What is Acute Stress Disorder?

Most people who experience trauma will have some kind of psychological reaction, such as feelings of fear, sadness, guilt or anger. However, within the first few weeks after a trauma, some experience more intense reactions that cause a lot of distress and begins to interfere with their lives. These reactions are known as acute stress reactions, and when many of these are experienced together they may be diagnosed as Acute Stress Disorder.

Individuals who are experiencing Acute Stress Disorder will experience a number of symptoms from some of the following categories:

Re-living the traumatic event through unwanted memories, nightmares or flashbacks that leave the person feeling that they are being confronted by the trauma on a regular basis. They may also notice intense physical or emotional distress whenever they are reminded of the event.

Changes in mood that make it difficult to experience positive feelings.

Feeling some alteration in reality such that it feels like time has slowed down, like they’re living in a daze or even watching themselves from outside their own body.

Attempts to avoid reminders of the traumatic event, either by attempting to restrict thoughts, feelings and conversations about the event, or attempting to stay away from people, places and situations that remind them of the trauma.
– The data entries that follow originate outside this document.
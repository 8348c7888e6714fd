#![allow(clippy::default_trait_access)]

use crate::transport::TransportError;
use chrono::{DateTime, Utc};
use semver::Version;
use serde::{Deserialize, Serialize};
use serde_plain::derive_display_from_serialize;
use snafu::{Backtrace, Snafu};
use std::path::PathBuf;
use tuf_schema::RoleType;
use url::Url;

/// Alias for `Result<T, Error>`.
pub type Result<T> = std::result::Result<T, Error>;

#[derive(Debug, Snafu)]
#[snafu(visibility(pub(crate)))]
pub enum Error {
    #[snafu(display("Another update is being applied to {}", path.display()))]
    ApplyLocked { path: PathBuf, backtrace: Backtrace },

    #[snafu(display("Artifact {} is longer than the {} bytes its metadata records", url, length))]
    ArtifactLength {
        url: Url,
        length: u64,
        backtrace: Backtrace,
    },

    #[snafu(display(
        "Artifact {} does not match its metadata: expected {} bytes, got {}, or digests differ",
        url,
        expected,
        actual
    ))]
    ArtifactMismatch {
        url: Url,
        expected: u64,
        actual: u64,
        backtrace: Backtrace,
    },

    #[snafu(display("Invalid base URL {}: {}", url, source))]
    BaseUrl {
        url: Url,
        source: url::ParseError,
        backtrace: Backtrace,
    },

    #[snafu(display("Update was cancelled"))]
    Cancelled { backtrace: Backtrace },

    #[snafu(display("Failed to parse config file {}: {}", path.display(), source))]
    ConfigParse {
        path: PathBuf,
        source: toml::de::Error,
        backtrace: Backtrace,
    },

    #[snafu(display("Failed to read config file {}: {}", path.display(), source))]
    ConfigRead {
        path: PathBuf,
        source: std::io::Error,
        backtrace: Backtrace,
    },

    #[snafu(display("Failed to create directory {}: {}", path.display(), source))]
    DirCreate {
        path: PathBuf,
        source: std::io::Error,
        backtrace: Backtrace,
    },

    #[snafu(display("{} metadata expired at {}", role, expires))]
    Expired {
        role: RoleType,
        expires: DateTime<Utc>,
        backtrace: Backtrace,
    },

    #[snafu(display("Failed to unpack {}: {}", path.display(), source))]
    Extract {
        path: PathBuf,
        source: std::io::Error,
        backtrace: Backtrace,
    },

    #[snafu(display("Failed to build HTTP client: {}", source))]
    HttpClient {
        source: reqwest::Error,
        backtrace: Backtrace,
    },

    #[snafu(display("Background task failed: {}", source))]
    Join {
        source: tokio::task::JoinError,
        backtrace: Backtrace,
    },

    #[snafu(display("Failed to list {}: {}", path.display(), source))]
    ListDir {
        path: PathBuf,
        source: std::io::Error,
        backtrace: Backtrace,
    },

    #[snafu(display("Failed to acquire lock {}: {}", path.display(), source))]
    Lock {
        path: PathBuf,
        source: std::io::Error,
        backtrace: Backtrace,
    },

    #[snafu(display("{} metadata does not list {}", role, file))]
    MetaMissing {
        role: RoleType,
        file: String,
        backtrace: Backtrace,
    },

    #[snafu(display(
        "{} metadata does not match the length and digests recorded for it by {}",
        role,
        by
    ))]
    MetaHashMismatch {
        role: RoleType,
        by: RoleType,
        backtrace: Backtrace,
    },

    #[snafu(display(
        "{} metadata is version {}, but {} metadata refers to version {}",
        role,
        actual,
        by,
        expected
    ))]
    MetaVersionMismatch {
        role: RoleType,
        by: RoleType,
        expected: u64,
        actual: u64,
        backtrace: Backtrace,
    },

    #[snafu(display("{} is larger than the {} byte limit", url, max_size))]
    MetadataTooLarge {
        url: Url,
        max_size: u64,
        backtrace: Backtrace,
    },

    #[snafu(display("Repository has no {}", url))]
    MetadataMissing { url: Url, backtrace: Backtrace },

    #[snafu(display("Failed to parse {} metadata: {}", role, source))]
    MetadataParse {
        role: RoleType,
        source: serde_json::Error,
        backtrace: Backtrace,
    },

    #[snafu(display("Failed to remove {}: {}", path.display(), source))]
    Remove {
        path: PathBuf,
        source: std::io::Error,
        backtrace: Backtrace,
    },

    #[snafu(display("Failed to read {}: {}", path.display(), source))]
    ReadLink {
        path: PathBuf,
        source: std::io::Error,
        backtrace: Backtrace,
    },

    #[snafu(display("Failed to move {} into place: {}", path.display(), source))]
    Rename {
        path: PathBuf,
        source: std::io::Error,
        backtrace: Backtrace,
    },

    #[snafu(display("Gave up after accepting {} new root metadata versions", max))]
    RootUpdateLimit { max: u64, backtrace: Backtrace },

    #[snafu(display("Root metadata file for version {} claims version {}", expected, actual))]
    RootVersion {
        expected: u64,
        actual: u64,
        backtrace: Backtrace,
    },

    #[snafu(display(
        "{} metadata version {} is older than the cached version {}",
        role,
        fetched,
        cached
    ))]
    Rollback {
        role: RoleType,
        fetched: u64,
        cached: u64,
        backtrace: Backtrace,
    },

    #[snafu(display("Failed to verify {} metadata: {}", role, source))]
    Signature {
        role: RoleType,
        source: tuf_schema::Error,
        backtrace: Backtrace,
    },

    #[snafu(display("Failed to create staging area in {}: {}", path.display(), source))]
    Staging {
        path: PathBuf,
        source: std::io::Error,
        backtrace: Backtrace,
    },

    #[snafu(display("Metadata cache error: {}", source))]
    Store {
        #[snafu(backtrace)]
        source: tuf_store::Error,
    },

    #[snafu(display("Failed to switch active version to {}: {}", version, source))]
    Symlink {
        version: Version,
        source: std::io::Error,
        backtrace: Backtrace,
    },

    #[snafu(display("Target {} changed its length or digests since it was first published", path))]
    TargetChanged { path: String, backtrace: Backtrace },

    #[snafu(display("Invalid target list: {}", source))]
    TargetPath {
        source: tuf_schema::Error,
        backtrace: Backtrace,
    },

    #[snafu(display("Timed out after {}s fetching {}", secs, url))]
    Timeout {
        url: Url,
        secs: u64,
        backtrace: Backtrace,
    },

    #[snafu(display("Failed to fetch {}: {}", url, source))]
    Transport {
        url: Url,
        source: TransportError,
        backtrace: Backtrace,
    },

    #[snafu(display("Failed to read trusted root {}: {}", path.display(), source))]
    TrustedRootRead {
        path: PathBuf,
        source: std::io::Error,
        backtrace: Backtrace,
    },

    #[snafu(display("Trusted root {} is not valid: {}", path.display(), source))]
    TrustedRootParse {
        path: PathBuf,
        source: serde_json::Error,
        backtrace: Backtrace,
    },

    #[snafu(display("Trusted root {} is not signed by its own keys: {}", path.display(), source))]
    TrustedRootSignature {
        path: PathBuf,
        source: tuf_schema::Error,
        backtrace: Backtrace,
    },

    #[snafu(display("Failed to write {}: {}", path.display(), source))]
    Write {
        path: PathBuf,
        source: std::io::Error,
        backtrace: Backtrace,
    },
}

/// Why a check or apply did not succeed. This is all the surrounding application learns about a
/// failure; the detail goes to the log.
#[derive(Debug, Clone, Copy, PartialEq, Eq, Serialize, Deserialize)]
#[serde(rename_all = "kebab-case")]
pub enum FailureReason {
    /// Metadata was malformed, oversized, or inconsistent with the metadata that refers to it.
    CorruptMetadata,
    /// Metadata carried no valid signature from an authorized key.
    InvalidSignature,
    /// Metadata carried some valid signatures, but fewer than the role's threshold.
    ThresholdNotMet,
    ExpiredMetadata,
    /// Fetched metadata is older than metadata the client has already trusted.
    VersionRollback,
    /// A downloaded artifact does not match its verified descriptor, or a published version
    /// changed its content.
    IntegrityMismatch,
    Network,
    Timeout,
    Cancelled,
    /// Another apply holds the installation lock.
    ApplyInProgress,
    /// A local filesystem or configuration problem.
    Local,
}

derive_display_from_serialize!(FailureReason);

impl Error {
    /// Reduces this error to the reason reported to callers.
    pub fn reason(&self) -> FailureReason {
        match self {
            Error::ApplyLocked { .. } => FailureReason::ApplyInProgress,
            Error::ArtifactLength { .. }
            | Error::ArtifactMismatch { .. }
            | Error::TargetChanged { .. } => FailureReason::IntegrityMismatch,
            Error::Cancelled { .. } => FailureReason::Cancelled,
            Error::Expired { .. } => FailureReason::ExpiredMetadata,
            Error::MetaMissing { .. }
            | Error::MetaHashMismatch { .. }
            | Error::MetaVersionMismatch { .. }
            | Error::MetadataTooLarge { .. }
            | Error::MetadataParse { .. }
            | Error::RootUpdateLimit { .. }
            | Error::TargetPath { .. } => FailureReason::CorruptMetadata,
            Error::MetadataMissing { .. } | Error::Transport { .. } => FailureReason::Network,
            Error::Rollback { .. } | Error::RootVersion { .. } => FailureReason::VersionRollback,
            Error::Signature { source, .. } => match source {
                tuf_schema::Error::SignatureThreshold { valid, .. } if *valid > 0 => {
                    FailureReason::ThresholdNotMet
                }
                _ => FailureReason::InvalidSignature,
            },
            Error::Store { source } if source.is_corrupt() => FailureReason::CorruptMetadata,
            Error::Timeout { .. } => FailureReason::Timeout,
            _ => FailureReason::Local,
        }
    }
}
Feeling hyper-alert and ready for danger such that they may experience difficulty sleeping or concentrating, be more irritable or snappy than normal or notice that they are unusually jumpy and easily startled.

Acute Stress Disorder is only diagnosed when these symptoms are causing distress during the first month following a trauma.

It is important to note that all of these reactions are quite normal and are commonly experienced shortly after a trauma. For most people, the reactions will start to improve naturally within the initial weeks.